//! Installability check.
//!
//! A depot is installable when it has at least one common directory and every
//! shared file it takes part in exists in the source depot's latest common
//! directory. A missing shared file takes down the depot being checked and
//! every client of that file. The application's [`CheckRule`] then gets a
//! chance to veto further depots before the verdicts are committed.
//!
//! An application is installable when all required depots are installable
//! and at least one language-specific depot is.

use std::collections::{HashMap, HashSet};
use std::path::PathBuf;

use thiserror::Error;
use tracing::{debug, info, warn};

use crate::catalog::{Application, Catalog, CheckRule, CheckState};

use super::listing::list_files;

/// Errors that can occur during the installability check.
#[derive(Debug, Error)]
pub enum CheckError {
    /// A depot directory could not be listed.
    #[error("failed to list depot directory {path}: {source}")]
    Io {
        path: PathBuf,
        #[source]
        source: std::io::Error,
    },
}

/// Evaluates depots and applications once, after probing.
#[derive(Debug, Clone, Copy, Default)]
pub struct DepotChecker;

/// Lower-cased relative paths of each depot's latest common directory.
type ListingCache = HashMap<u32, HashSet<String>>;

impl DepotChecker {
    pub fn new() -> Self {
        Self
    }

    /// Check every application of the catalog.
    pub fn check_catalog(&self, catalog: &mut Catalog) -> Result<(), CheckError> {
        for app in catalog.applications_mut() {
            self.check(app)?;
        }
        info!(
            installable = catalog.installable_applications().count(),
            total = catalog.applications().len(),
            "Installability check complete"
        );
        Ok(())
    }

    /// Check one application. Already-checked applications keep their state.
    pub fn check(&self, app: &mut Application) -> Result<CheckState, CheckError> {
        if app.check_state() != CheckState::NotChecked {
            return Ok(app.check_state());
        }

        let mut listings = ListingCache::new();
        let mut failed: HashSet<u32> = HashSet::new();

        for depot in app.depots() {
            if !depot.has_common_content() {
                debug!(depot = depot.name(), "Depot has no content directory");
                failed.insert(depot.id());
                continue;
            }

            for shared in app.shared_files_of(depot.id()) {
                if !contains_file(app, shared.source(), shared.relative_path(), &mut listings)? {
                    warn!(
                        depot = depot.name(),
                        file = shared.relative_path(),
                        "Shared file missing from source depot"
                    );
                    failed.insert(depot.id());
                    failed.extend(shared.clients().iter().copied());
                }
            }
        }

        if let CheckRule::RequireFiles { depots, files } = app.check_rule() {
            for depot_id in depots {
                if failed.contains(depot_id) {
                    continue;
                }
                for file in files {
                    if !contains_file(app, *depot_id, file, &mut listings)? {
                        debug!(depot = depot_id, file = file.as_str(), "Required file missing");
                        failed.insert(*depot_id);
                        break;
                    }
                }
            }
        }

        let mut required_failed = false;
        let mut any_language_depot = false;
        for depot in app.depots_mut() {
            if failed.contains(&depot.id()) {
                depot.set_check_state(CheckState::NotInstallable);
                required_failed |= depot.is_required();
            } else {
                depot.set_check_state(CheckState::Installable);
                any_language_depot |= !depot.is_invariant();
            }
        }

        let state = if required_failed || !any_language_depot {
            CheckState::NotInstallable
        } else {
            CheckState::Installable
        };
        app.set_check_state(state);

        debug!(app = app.name(), ?state, "Checked application");
        Ok(state)
    }
}

/// Whether `relative_path` exists in the latest common directory of `depot_id`.
fn contains_file(
    app: &Application,
    depot_id: u32,
    relative_path: &str,
    listings: &mut ListingCache,
) -> Result<bool, CheckError> {
    if !listings.contains_key(&depot_id) {
        let Some(dir) = app.depot(depot_id).and_then(|d| d.latest_common_dir()) else {
            return Ok(false);
        };
        let files = list_files(dir).map_err(|source| CheckError::Io {
            path: dir.to_path_buf(),
            source,
        })?;
        listings.insert(
            depot_id,
            files
                .into_iter()
                .map(|f| f.relative_path.to_lowercase())
                .collect(),
        );
    }

    let wanted = crate::catalog::normalize_relative(relative_path).to_lowercase();
    Ok(listings
        .get(&depot_id)
        .is_some_and(|files| files.contains(&wanted)))
}

#[cfg(test)]
mod tests {
    use super::*;
    use crate::catalog::{ContentKind, Culture, Depot, SharedFile};
    use std::fs;
    use std::path::Path;
    use tempfile::TempDir;

    fn en() -> Culture {
        Culture::find("en").unwrap()
    }

    fn pl() -> Culture {
        Culture::find("pl").unwrap()
    }

    fn write(root: &Path, relative: &str) -> PathBuf {
        let path = root.join(relative);
        fs::create_dir_all(path.parent().unwrap()).unwrap();
        fs::write(&path, relative).unwrap();
        path
    }

    fn add_dir(app: &mut Application, depot: u32, dir: &Path) {
        fs::create_dir_all(dir).unwrap();
        app.depot_mut(depot)
            .unwrap()
            .add_directory(ContentKind::Common, 1, dir)
            .unwrap();
    }

    fn game() -> Application {
        Application::new(1, "Game", "Game", None)
            .with_depot(Depot::new(10, "Main", "Main", false, vec![Culture::INVARIANT]))
            .with_depot(Depot::new(11, "English", "English", true, vec![en()]))
            .with_depot(Depot::new(12, "Polish", "Polish", true, vec![pl()]))
    }

    #[test]
    fn test_all_present_is_installable() {
        let temp = TempDir::new().unwrap();
        let mut app = game();
        for (id, name) in [(10, "Main"), (11, "English"), (12, "Polish")] {
            add_dir(&mut app, id, &temp.path().join(name));
        }

        assert_eq!(DepotChecker::new().check(&mut app).unwrap(), CheckState::Installable);
        assert!(app.depots().iter().all(|d| d.check_state().is_installable()));
    }

    #[test]
    fn test_missing_required_depot() {
        let temp = TempDir::new().unwrap();
        let mut app = game();
        add_dir(&mut app, 11, &temp.path().join("English"));

        assert_eq!(DepotChecker::new().check(&mut app).unwrap(), CheckState::NotInstallable);
        assert_eq!(app.depot(10).unwrap().check_state(), CheckState::NotInstallable);
        assert_eq!(app.depot(11).unwrap().check_state(), CheckState::Installable);
    }

    #[test]
    fn test_only_invariant_depots_is_not_installable() {
        let temp = TempDir::new().unwrap();
        let mut app = game();
        add_dir(&mut app, 10, &temp.path().join("Main"));

        assert_eq!(DepotChecker::new().check(&mut app).unwrap(), CheckState::NotInstallable);
    }

    #[test]
    fn test_missing_shared_file_fails_source_and_clients() {
        let temp = TempDir::new().unwrap();
        let mut app = game().with_shared_file(SharedFile::new("common/voices.bsa", 11, vec![12]));
        add_dir(&mut app, 10, &temp.path().join("Main"));
        add_dir(&mut app, 11, &temp.path().join("English"));
        add_dir(&mut app, 12, &temp.path().join("Polish"));

        let state = DepotChecker::new().check(&mut app).unwrap();

        assert_eq!(app.depot(11).unwrap().check_state(), CheckState::NotInstallable);
        assert_eq!(app.depot(12).unwrap().check_state(), CheckState::NotInstallable);
        // Only optional depots failed, but no language depot is left
        assert_eq!(state, CheckState::NotInstallable);
    }

    #[test]
    fn test_shared_file_matched_case_insensitively() {
        let temp = TempDir::new().unwrap();
        let mut app =
            game().with_shared_file(SharedFile::new(r"common\Data\Voices.BSA", 11, vec![12]));
        add_dir(&mut app, 10, &temp.path().join("Main"));
        add_dir(&mut app, 11, &temp.path().join("English"));
        add_dir(&mut app, 12, &temp.path().join("Polish"));
        write(&temp.path().join("English"), "common/data/voices.bsa");

        DepotChecker::new().check(&mut app).unwrap();
        assert_eq!(app.depot(12).unwrap().check_state(), CheckState::Installable);
    }

    #[test]
    fn test_require_files_rule() {
        let temp = TempDir::new().unwrap();
        let mut app = game().with_check_rule(CheckRule::RequireFiles {
            depots: vec![12],
            files: vec!["common/pl.txt".to_string(), "common/pl2.txt".to_string()],
        });
        add_dir(&mut app, 10, &temp.path().join("Main"));
        add_dir(&mut app, 11, &temp.path().join("English"));
        add_dir(&mut app, 12, &temp.path().join("Polish"));
        write(&temp.path().join("Polish"), "common/pl.txt");

        let state = DepotChecker::new().check(&mut app).unwrap();
        assert_eq!(state, CheckState::Installable);
        assert_eq!(app.depot(12).unwrap().check_state(), CheckState::NotInstallable);
        assert_eq!(app.depot(11).unwrap().check_state(), CheckState::Installable);
    }

    #[test]
    fn test_check_runs_once() {
        let temp = TempDir::new().unwrap();
        let mut app = game();
        add_dir(&mut app, 10, &temp.path().join("Main"));
        add_dir(&mut app, 11, &temp.path().join("English"));

        let checker = DepotChecker::new();
        assert_eq!(checker.check(&mut app).unwrap(), CheckState::Installable);

        // New content after the check is not picked up
        add_dir(&mut app, 12, &temp.path().join("Polish"));
        assert_eq!(checker.check(&mut app).unwrap(), CheckState::Installable);
        assert_eq!(app.depot(12).unwrap().check_state(), CheckState::NotInstallable);
    }
}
---------------
ABOUT THIS EXERCISE:
Copy out every line of the data in which the word "ListingCache" is found.

ANSWER BOX:
type ListingCache = HashMap<u32, HashSet<String>>;
        let mut listings = ListingCache::new();
    listings: &mut ListingCache,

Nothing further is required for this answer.